After 1933 he worked in France, where he was also active as a screenwriter. He also worked there on a number of international co-productions, and in 1934 he made his debut as a film director with the Anglo-French melodrama The Battle. He also worked as cinematographer on G.W. Pabst's 1933 film Adventures of Don Quixote.

== Career in the United States ==
In 1941 he emigrated to the United States, where he participated in propaganda short films for the US Navy.
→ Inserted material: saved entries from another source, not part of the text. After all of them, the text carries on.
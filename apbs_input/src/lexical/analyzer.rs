//! Lexical analyzer for the legacy input language
//!
//! Input is split on whitespace into words. Each word is classified as an
//! integer, a float, a lone `+`/`-` operator, or a plain word. A `#` that
//! starts a word opens a comment running to the end of the line.

use crate::config::constants::compile_time::lexical::*;
use crate::config::runtime::DecoderPreferences;
use crate::file_processor::FileProcessingResult;
use crate::logging::codes;
use crate::tokens::{SpannedToken, Token, TokenClass, TokenStream};
use crate::utils::{Position, SourceMap, Span, Spanned};
use crate::{log_debug, log_error, log_success};

#[derive(Debug, Clone, PartialEq, thiserror::Error)]
pub enum LexerError {
    #[error("Invalid character: {character:?} at line {line}, column {column}")]
    InvalidCharacter {
        character: char,
        line: u32,
        column: u32,
    },

    #[error("Invalid number format: '{text}'")]
    InvalidNumber { text: String, line: u32, column: u32 },

    #[error("Word too long: {length} characters (max {MAX_WORD_LENGTH})")]
    WordTooLong { length: usize, line: u32, column: u32 },

    #[error("Comment too long: {length} characters (max {MAX_COMMENT_LENGTH})")]
    CommentTooLong { length: usize, line: u32, column: u32 },

    #[error("Too many tokens: {count} (max {limit})")]
    TooManyTokens { count: usize, limit: usize },
}

impl LexerError {
    pub fn error_code(&self) -> crate::logging::Code {
        match self {
            LexerError::InvalidCharacter { .. } => codes::lexical::INVALID_CHARACTER,
            LexerError::InvalidNumber { .. } => codes::lexical::INVALID_NUMBER,
            LexerError::WordTooLong { .. } => codes::lexical::WORD_TOO_LONG,
            LexerError::CommentTooLong { .. } => codes::lexical::COMMENT_TOO_LONG,
            LexerError::TooManyTokens { .. } => codes::lexical::TOO_MANY_TOKENS,
        }
    }

    /// 1-based line and column of the offending text, when known
    pub fn location(&self) -> Option<(u32, u32)> {
        match self {
            LexerError::InvalidCharacter { line, column, .. }
            | LexerError::InvalidNumber { line, column, .. }
            | LexerError::WordTooLong { line, column, .. }
            | LexerError::CommentTooLong { line, column, .. } => Some((*line, *column)),
            LexerError::TooManyTokens { .. } => None,
        }
    }
}

#[derive(Debug, Default, Clone)]
pub struct LexicalMetrics {
    pub total_tokens: usize,
    pub word_tokens: usize,
    pub integer_tokens: usize,
    pub float_tokens: usize,
    pub operator_tokens: usize,
    pub comment_count: usize,
    pub max_comment_length: usize,
    pub max_word_length: usize,
}

impl LexicalMetrics {
    pub(crate) fn record_token(&mut self, token: &Token) {
        self.total_tokens += 1;

        match token {
            Token::Integer(_) => self.integer_tokens += 1,
            Token::Float(_) => self.float_tokens += 1,
            Token::Word(word) => {
                self.word_tokens += 1;
                self.max_word_length = self.max_word_length.max(word.chars().count());
            }
            Token::Comment(text) => {
                self.comment_count += 1;
                self.max_comment_length = self.max_comment_length.max(text.chars().count());
            }
            _ if token.token_class() == TokenClass::Operator => self.operator_tokens += 1,
            _ => {}
        }
    }
}

pub struct LexicalAnalyzer {
    metrics: LexicalMetrics,
    preferences: DecoderPreferences,
}

impl Default for LexicalAnalyzer {
    fn default() -> Self {
        Self::new()
    }
}

impl LexicalAnalyzer {
    pub fn new() -> Self {
        Self {
            metrics: LexicalMetrics::default(),
            preferences: DecoderPreferences::default(),
        }
    }

    pub fn with_preferences(preferences: DecoderPreferences) -> Self {
        Self {
            metrics: LexicalMetrics::default(),
            preferences,
        }
    }

    pub fn metrics(&self) -> &LexicalMetrics {
        &self.metrics
    }

    /// Tokenize a file that has already passed the file processor checks
    pub fn tokenize_file_result(
        &mut self,
        file_result: FileProcessingResult,
    ) -> Result<TokenStream, LexerError> {
        log_debug!("Starting lexical analysis",
            "file" => file_result.metadata.path.display(),
            "line_count" => file_result.metadata.line_count,
            "file_size_bytes" => file_result.metadata.size
        );
        self.tokenize(file_result.source)
    }

    /// Tokenize in-memory source text
    pub fn tokenize(&mut self, source: String) -> Result<TokenStream, LexerError> {
        self.metrics = LexicalMetrics::default();

        let limit = self.preferences.max_token_count.min(MAX_TOKEN_COUNT);
        let mut tokens: Vec<SpannedToken> = Vec::new();
        let mut chars = source.char_indices().peekable();
        let mut pos = Position::start();

        while let Some(&(offset, ch)) = chars.peek() {
            if tokens.len() >= limit {
                let error = LexerError::TooManyTokens {
                    count: tokens.len(),
                    limit,
                };
                log_error!(error.error_code(), "Token limit exceeded",
                    span = Span::at(pos),
                    "limit" => limit
                );
                return Err(error);
            }

            pos = Position::new(offset, pos.line, pos.column);

            let token = match ch {
                ' ' | '\r' => {
                    chars.next();
                    self.single(Token::Space, pos, ch)
                }
                '\t' => {
                    chars.next();
                    self.single(Token::Tab, pos, ch)
                }
                '\n' => {
                    chars.next();
                    self.single(Token::Newline, pos, ch)
                }
                c if c.is_whitespace() => {
                    chars.next();
                    self.single(Token::Space, pos, c)
                }
                '#' => {
                    let mut text = String::new();
                    chars.next();
                    while let Some(&(_, c)) = chars.peek() {
                        if c == '\n' {
                            break;
                        }
                        text.push(c);
                        chars.next();
                    }
                    let length = text.chars().count();
                    if length > MAX_COMMENT_LENGTH {
                        return Err(LexerError::CommentTooLong {
                            length,
                            line: pos.line,
                            column: pos.column,
                        });
                    }
                    let end = pos.advance('#').advance_str(&text);
                    Spanned::new(Token::Comment(text), Span::new(pos, end))
                }
                c if c.is_control() => {
                    let error = LexerError::InvalidCharacter {
                        character: c,
                        line: pos.line,
                        column: pos.column,
                    };
                    log_error!(error.error_code(), "Invalid character in input",
                        span = Span::at(pos),
                        "character" => format!("{:?}", c)
                    );
                    return Err(error);
                }
                _ => {
                    let start = offset;
                    let mut end_offset = offset;
                    while let Some(&(o, c)) = chars.peek() {
                        if c.is_whitespace() {
                            break;
                        }
                        if c.is_control() {
                            let at = pos.advance_str(&source[start..o]);
                            return Err(LexerError::InvalidCharacter {
                                character: c,
                                line: at.line,
                                column: at.column,
                            });
                        }
                        end_offset = o + c.len_utf8();
                        chars.next();
                    }
                    let text = &source[start..end_offset];
                    let length = text.chars().count();
                    if length > MAX_WORD_LENGTH {
                        return Err(LexerError::WordTooLong {
                            length,
                            line: pos.line,
                            column: pos.column,
                        });
                    }
                    let token = classify_word(text).ok_or_else(|| LexerError::InvalidNumber {
                        text: text.to_string(),
                        line: pos.line,
                        column: pos.column,
                    })?;
                    Spanned::new(token, Span::new(pos, pos.advance_str(text)))
                }
            };

            pos = token.span.end;
            self.metrics.record_token(&token.value);
            tokens.push(token);
        }

        tokens.push(Spanned::new(Token::Eof, Span::at(pos)));

        log_success!(codes::success::TOKENIZATION_COMPLETE, "Tokenization complete",
            "tokens" => self.metrics.total_tokens,
            "words" => self.metrics.word_tokens,
            "comments" => self.metrics.comment_count
        );

        Ok(TokenStream::with_source_map(tokens, SourceMap::new(source)))
    }

    fn single(&self, token: Token, pos: Position, ch: char) -> SpannedToken {
        Spanned::new(token, Span::new(pos, pos.advance(ch)))
    }
}

/// Classify one whitespace-delimited word.
///
/// Returns `None` for text that is shaped like an integer but does not fit
/// in 64 bits, or like a float that overflows to infinity.
pub fn classify_word(text: &str) -> Option<Token> {
    match text {
        "+" => return Some(Token::Plus),
        "-" => return Some(Token::Minus),
        _ => {}
    }

    if is_integer_literal(text) {
        return text.parse::<i64>().ok().map(Token::Integer);
    }

    if is_float_literal(text) {
        return text
            .parse::<f64>()
            .ok()
            .filter(|f| f.is_finite())
            .map(Token::Float);
    }

    Some(Token::Word(text.to_string()))
}

fn strip_sign(text: &str) -> &str {
    text.strip_prefix(['+', '-']).unwrap_or(text)
}

/// `[+-]?[0-9]+`
pub fn is_integer_literal(text: &str) -> bool {
    let digits = strip_sign(text);
    !digits.is_empty() && digits.bytes().all(|b| b.is_ascii_digit())
}

/// `[+-]?([0-9]+(\.[0-9]*)?|\.[0-9]+)([eE][+-]?[0-9]+)?` excluding pure integers
pub fn is_float_literal(text: &str) -> bool {
    let body = strip_sign(text);
    let (mantissa, exponent) = match body.find(['e', 'E']) {
        Some(i) => (&body[..i], Some(&body[i + 1..])),
        None => (body, None),
    };

    let mantissa_ok = match mantissa.split_once('.') {
        Some((whole, fraction)) => {
            whole.bytes().all(|b| b.is_ascii_digit())
                && fraction.bytes().all(|b| b.is_ascii_digit())
                && !(whole.is_empty() && fraction.is_empty())
        }
        None => !mantissa.is_empty() && mantissa.bytes().all(|b| b.is_ascii_digit()),
    };

    let exponent_ok = match exponent {
        Some(exp) => is_integer_literal(exp),
        None => true,
    };

    let has_fraction_or_exponent = mantissa.contains('.') || exponent.is_some();
    mantissa_ok && exponent_ok && has_fraction_or_exponent
}

#[cfg(test)]
mod tests {
    use super::*;
    use assert_matches::assert_matches;

    fn significant(source: &str) -> Vec<Token> {
        let mut lexer = LexicalAnalyzer::new();
        let stream = lexer.tokenize(source.to_string()).unwrap();
        stream
            .all_tokens()
            .iter()
            .filter(|t| t.value.is_significant())
            .map(|t| t.value.clone())
            .collect()
    }

    #[test]
    fn test_number_classification() {
        assert_eq!(classify_word("161"), Some(Token::Integer(161)));
        assert_eq!(classify_word("-1"), Some(Token::Integer(-1)));
        assert_eq!(classify_word("+2"), Some(Token::Integer(2)));
        assert_eq!(classify_word("2.0"), Some(Token::Float(2.0)));
        assert_eq!(classify_word("1."), Some(Token::Float(1.0)));
        assert_eq!(classify_word(".5"), Some(Token::Float(0.5)));
        assert_eq!(classify_word("1e3"), Some(Token::Float(1000.0)));
        assert_eq!(classify_word("-2.5E-1"), Some(Token::Float(-0.25)));
    }

    #[test]
    fn test_words_that_look_numeric() {
        assert_eq!(classify_word("1.pqr"), Some(Token::Word("1.pqr".to_string())));
        assert_eq!(classify_word("mol-1"), Some(Token::Word("mol-1".to_string())));
        assert_eq!(classify_word("e5"), Some(Token::Word("e5".to_string())));
        assert_eq!(classify_word("."), Some(Token::Word(".".to_string())));
        assert_eq!(classify_word("1e"), Some(Token::Word("1e".to_string())));
        assert_eq!(classify_word("+"), Some(Token::Plus));
        assert_eq!(classify_word("-"), Some(Token::Minus));
    }

    #[test]
    fn test_integer_overflow_is_invalid() {
        assert_eq!(classify_word("99999999999999999999"), None);
        let mut lexer = LexicalAnalyzer::new();
        let result = lexer.tokenize("dime 99999999999999999999 1 1".to_string());
        assert_matches!(result, Err(LexerError::InvalidNumber { line: 1, column: 6, .. }));
    }

    #[test]
    fn test_comments_are_stripped() {
        let tokens = significant("READ # molecules\n  mol pqr A.pqr\nEND");
        assert_eq!(
            tokens,
            vec![
                Token::Word("READ".to_string()),
                Token::Word("mol".to_string()),
                Token::Word("pqr".to_string()),
                Token::Word("A.pqr".to_string()),
                Token::Word("END".to_string()),
                Token::Eof,
            ]
        );
    }

    #[test]
    fn test_positions_are_one_based() {
        let mut lexer = LexicalAnalyzer::new();
        let stream = lexer.tokenize("READ\n\tmol pqr x.pqr\n".to_string()).unwrap();
        let mol = stream
            .all_tokens()
            .iter()
            .find(|t| t.value.is_keyword("mol"))
            .map(|t| t.span.start())
            .unwrap();
        assert_eq!((mol.line, mol.column), (2, 2));
    }

    #[test]
    fn test_control_character_rejected() {
        let mut lexer = LexicalAnalyzer::new();
        let result = lexer.tokenize("READ\u{7}".to_string());
        assert_matches!(result, Err(LexerError::InvalidCharacter { line: 1, column: 5, .. }));
    }

    #[test]
    fn test_token_limit() {
        let prefs = DecoderPreferences {
            max_token_count: 3,
            warn_on_deprecated: true,
        };
        let mut lexer = LexicalAnalyzer::with_preferences(prefs);
        let result = lexer.tokenize("a b c d".to_string());
        assert_matches!(result, Err(LexerError::TooManyTokens { limit: 3, .. }));
    }

    #[test]
    fn test_crlf_input() {
        let tokens = significant("READ\r\nEND\r\n");
        assert_eq!(tokens.len(), 3);
        assert!(tokens[1].is_keyword("end"));
    }

    #[test]
    fn test_metrics_recorded() {
        let mut lexer = LexicalAnalyzer::new();
        lexer.tokenize("dime 65 65 65 # grid\npdie 2.0".to_string()).unwrap();
        let metrics = lexer.metrics();
        assert_eq!(metrics.integer_tokens, 3);
        assert_eq!(metrics.float_tokens, 1);
        assert_eq!(metrics.word_tokens, 2);
        assert_eq!(metrics.comment_count, 1);
    }
}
He then lived permanently in New York, where he ran his own small production company, Farkas Films Inc.

==Filmography==
The following filmography contains, in chronological order, all of Farkas' work as a cinematographer, film director, screenwriter and film producer.

=== Cinematographer ===
- Samson and Delilah (1922)
- Gypsy Love (1922)
- Miss Madame (1923)
- Children of the Revolution (1923)
- Tragedy in the House of Habsburg (1924)
- The Curse (1924)
- Zirkus Brown (1924)
- L'Esclave reine (1924)
- The Morals of the Alley (1925)
- The Revenge of the Pharaohs (1925)
- Dancing Mad (1925)
- Nick, King of the Chauffeurs (1925)
- Countess Maritza (1925)
- Love in May (1928)
- Kira Kiralina (1928)
- The Case of Prosecutor M (1928)
- The Schorrsiegel Affair (1928)
- The Three Kings (1928)
- The Ship of Lost Souls (1929)
- Crucified Girl (1929)
- Phantoms of Happiness (1929)
- The Alley Cat (1929)
- The White Roses of Ravensberg (1929)
- Exile to Siberia (1930)
- Love in the Ring (1930)
- The Prosecutor Hallers (1930)
- Money on the Street (1930)
- The Right to Love (1930)
- The Other (1930)
- The Comeback (1930)
- Der Andere – as Nikolaus Farkas (1930)
- Zwei Krawatten (1930)
- Danton (1931)
- The Firm Gets Married (1931)
- Berlin-Alexanderplatz (1931)
- The Brothers Karamazov (1931)
- Bric-à-brac et compagnie (1931)
- Madame Makes Her Exit (1932)
- Amourous Adventure (1932)
- A Telephone Call (1932)
- Adventures of Don Quixote (1933)
- L'Inconnu d'un soir (1949)

=== Director ===
- The Battle (1934)
- Variety (1935)
- Port Arthur (1936)
- I Give My Life (1936)

=== Screenwriter ===

- La bataille – dialogue (1933)
- The Battle (Thunder in the East) – screenplay (1934)
- Varieté (1935)
- Three Maxims (1936)
- The Show Goes On - story (1936)
- I Give My Life - scenario (1936)
- Port Arthur (1936)

=== Producer ===
- Feu!  (1937)
- The Patriot (1938)

==Bibliography==
- Low, Rachael. History of the British Film: Filmmaking in 1930s Britain. George Allen & Unwin, 1985 .
- Kay Weniger: Das große Personenlexikon des Films. Die Schauspieler, Regisseure, Kameraleute, Produzenten, Komponisten, Drehbuchautoren, Filmarchitekten, Ausstatter, Kostümbildner, Cutter, Tontechniker, Maskenbildner und Special Effects Designer des 20. Jahrhunderts. Band 2: C – F. John Paddy Carstairs – Peter Fitz. Schwarzkopf & Schwarzkopf, Berlin 2001, ISBN 3-89602-340-3
- Oscherwitz, Dayna & Higgins, MaryEllen. The A to Z of French Cinema. Scarecrow Press, 2009.
- Kay Weniger: ‘Es wird im Leben dir mehr genommen als gegeben …’. Lexikon der aus Deutschland und Österreich emigrierten Filmschaffenden 1933 bis 1945. Eine Gesamtübersicht. ACABUS-Verlag, Hamburg 2011, ISBN 978-3-86282-049-8, S. 161 f.